## WORK REQUEST:
Keep every line in which "along" occurs and drop the rest of the data.

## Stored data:
########
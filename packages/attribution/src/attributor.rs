//! Maps route polylines onto census tracts.
//!
//! Multi-vertex polylines are sampled at a fixed planar step so that a tract
//! receives weight in proportion to the distance the route travels through
//! it, not the number of vertices the router happened to emit there.

use std::ops::AddAssign;

use route_equity_geography::grid::GridIndex;
use route_equity_route_models::LatLon;
use serde::{Deserialize, Serialize};

use crate::histogram::UsageHistogram;

/// Sampling step along a polyline, in decimal degrees (roughly 250 m).
pub const SAMPLE_STEP: f64 = 0.0025;

/// Counts of points looked up while attributing one or more polylines.
#[derive(Debug, Clone, Copy, Default, PartialEq, Eq, Serialize, Deserialize)]
#[serde(rename_all = "camelCase")]
pub struct AttributionStats {
    pub points_sampled: u64,
    /// Sampled points that fell outside every grid cell.
    pub points_missed: u64,
}

impl AddAssign for AttributionStats {
    fn add_assign(&mut self, rhs: Self) {
        self.points_sampled += rhs.points_sampled;
        self.points_missed += rhs.points_missed;
    }
}

/// Resolves polyline sample points through a [`GridIndex`].
#[derive(Debug, Clone, Copy)]
pub struct PolylineAttributor<'a> {
    grid: &'a GridIndex,
    step: f64,
}

impl<'a> PolylineAttributor<'a> {
    #[must_use]
    pub const fn new(grid: &'a GridIndex) -> Self {
        Self {
            grid,
            step: SAMPLE_STEP,
        }
    }

    /// Adds `weight` to the tract of every sample point on `vertices`.
    ///
    /// Polylines with at most two vertices, or shorter than one sampling
    /// step, are attributed vertex by vertex. Longer ones are sampled from
    /// distance 0, adding one step per sample while the running distance is
    /// below their planar length, interpolating linearly in `(lon, lat)` space. Misses are
    /// counted and otherwise ignored.
    pub fn attribute(
        &self,
        vertices: &[LatLon],
        weight: u64,
        histogram: &mut UsageHistogram,
    ) -> AttributionStats {
        let mut stats = AttributionStats::default();
        let mut visit = |point: LatLon| {
            stats.points_sampled += 1;
            match self.grid.lookup(point.lat, point.lon) {
                Some(tract) => histogram.add(tract, weight),
                None => stats.points_missed += 1,
            }
        };

        let cumulative = cumulative_lengths(vertices);
        let length = cumulative.last().copied().unwrap_or(0.0);

        if vertices.len() <= 2 || length < self.step {
            vertices.iter().copied().for_each(&mut visit);
        } else {
            // Distances accumulate one step at a time; near exact multiples of
            // the step this decides whether the final sample is taken.
            let mut segment = 0;
            let mut distance = 0.0;
            while distance < length {
                while cumulative[segment + 1] <= distance {
                    segment += 1;
                }
                visit(interpolate(
                    vertices[segment],
                    vertices[segment + 1],
                    cumulative[segment],
                    cumulative[segment + 1],
                    distance,
                ));
                distance += self.step;
            }
        }

        if stats.points_missed > 0 {
            log::trace!(
                "{} of {} sample points fell outside the grid",
                stats.points_missed,
                stats.points_sampled
            );
        }
        stats
    }
}

/// Running planar length at each vertex, starting at 0.
fn cumulative_lengths(vertices: &[LatLon]) -> Vec<f64> {
    let mut total = 0.0;
    let mut lengths = Vec::with_capacity(vertices.len());
    if !vertices.is_empty() {
        lengths.push(0.0);
    }
    for pair in vertices.windows(2) {
        total += pair[0].planar_distance(&pair[1]);
        lengths.push(total);
    }
    lengths
}

fn interpolate(from: LatLon, to: LatLon, start: f64, end: f64, distance: f64) -> LatLon {
    let span = end - start;
    if span <= 0.0 {
        return from;
    }
    let t = (distance - start) / span;
    LatLon::new(
        (to.lat - from.lat).mul_add(t, from.lat),
        (to.lon - from.lon).mul_add(t, from.lon),
    )
}

#[cfg(test)]
mod tests {
    use route_equity_geography_models::{GridCell, TractIndex};

    use super::*;

    /// Tract 0 covers longitude 0 for latitudes 0.000..=0.020; tract 1
    /// covers latitude 0 for longitudes 0.001..=0.020.
    fn grid() -> GridIndex {
        let mut cells = Vec::new();
        for i in 0..=20 {
            cells.push((GridCell::new(i, 0), TractIndex(0)));
        }
        for i in 1..=20 {
            cells.push((GridCell::new(0, i), TractIndex(1)));
        }
        GridIndex::from_cells(cells)
    }

    #[test]
    fn two_vertex_polyline_counts_each_vertex() {
        let grid = grid();
        let mut histogram = UsageHistogram::new();
        let stats = PolylineAttributor::new(&grid).attribute(
            &[LatLon::new(0.0, 0.0), LatLon::new(0.02, 0.0)],
            1,
            &mut histogram,
        );

        assert_eq!(stats.points_sampled, 2);
        assert_eq!(stats.points_missed, 0);
        assert_eq!(histogram.get(TractIndex(0)), 2);
    }

    #[test]
    fn long_polyline_is_sampled_by_distance() {
        let grid = grid();
        let mut histogram = UsageHistogram::new();
        // Straight north for 0.02 degrees: samples at 0, 0.0025, ..., 0.0175.
        let stats = PolylineAttributor::new(&grid).attribute(
            &[
                LatLon::new(0.0, 0.0),
                LatLon::new(0.01, 0.0),
                LatLon::new(0.02, 0.0),
            ],
            3,
            &mut histogram,
        );

        assert_eq!(stats.points_sampled, 8);
        assert_eq!(stats.points_missed, 0);
        assert_eq!(histogram.get(TractIndex(0)), 24);
    }

    #[test]
    fn sampling_follows_direction_changes() {
        let grid = grid();
        let mut histogram = UsageHistogram::new();
        // East along lat 0, then north along lon 0.01 where no cells exist.
        let stats = PolylineAttributor::new(&grid).attribute(
            &[
                LatLon::new(0.0, 0.0),
                LatLon::new(0.0, 0.01),
                LatLon::new(0.01, 0.01),
            ],
            1,
            &mut histogram,
        );

        // Samples at 0, 0.0025, ..., 0.0175: five up to the corner, three
        // on the northern leg.
        assert_eq!(stats.points_sampled, 8);
        assert_eq!(histogram.get(TractIndex(0)), 1);
        assert_eq!(histogram.get(TractIndex(1)), 4);
        assert_eq!(stats.points_missed, 3);
    }

    #[test]
    fn sample_count_follows_accumulated_distance() {
        let grid = grid();
        let mut histogram = UsageHistogram::new();
        // Ten additions of the step fall just short of 0.025, so an eleventh
        // sample is taken.
        let stats = PolylineAttributor::new(&grid).attribute(
            &[
                LatLon::new(0.0, 0.0),
                LatLon::new(0.0, 0.0),
                LatLon::new(0.025, 0.0),
            ],
            1,
            &mut histogram,
        );

        assert_eq!(stats.points_sampled, 11);
    }

    #[test]
    fn short_polyline_falls_back_to_vertices() {
        let grid = grid();
        let mut histogram = UsageHistogram::new();
        let stats = PolylineAttributor::new(&grid).attribute(
            &[
                LatLon::new(0.0, 0.0),
                LatLon::new(0.001, 0.0),
                LatLon::new(0.001, 0.001),
            ],
            1,
            &mut histogram,
        );

        assert_eq!(stats.points_sampled, 3);
        assert_eq!(stats.points_missed, 1);
        assert_eq!(histogram.get(TractIndex(0)), 2);
    }

    #[test]
    fn misses_are_counted_not_fatal() {
        let grid = grid();
        let mut histogram = UsageHistogram::new();
        let stats = PolylineAttributor::new(&grid).attribute(
            &[LatLon::new(45.0, 45.0)],
            1,
            &mut histogram,
        );

        assert_eq!(stats.points_sampled, 1);
        assert_eq!(stats.points_missed, 1);
        assert!(histogram.is_empty());
    }

    #[test]
    fn empty_polyline_samples_nothing() {
        let grid = grid();
        let mut histogram = UsageHistogram::new();
        let stats = PolylineAttributor::new(&grid).attribute(&[], 1, &mut histogram);
        assert_eq!(stats, AttributionStats::default());
    }
}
########
## RESPONSE:
/// Sampling step along a polyline, in decimal degrees (roughly 250 m).
        // East along lat 0, then north along lon 0.01 where no cells exist.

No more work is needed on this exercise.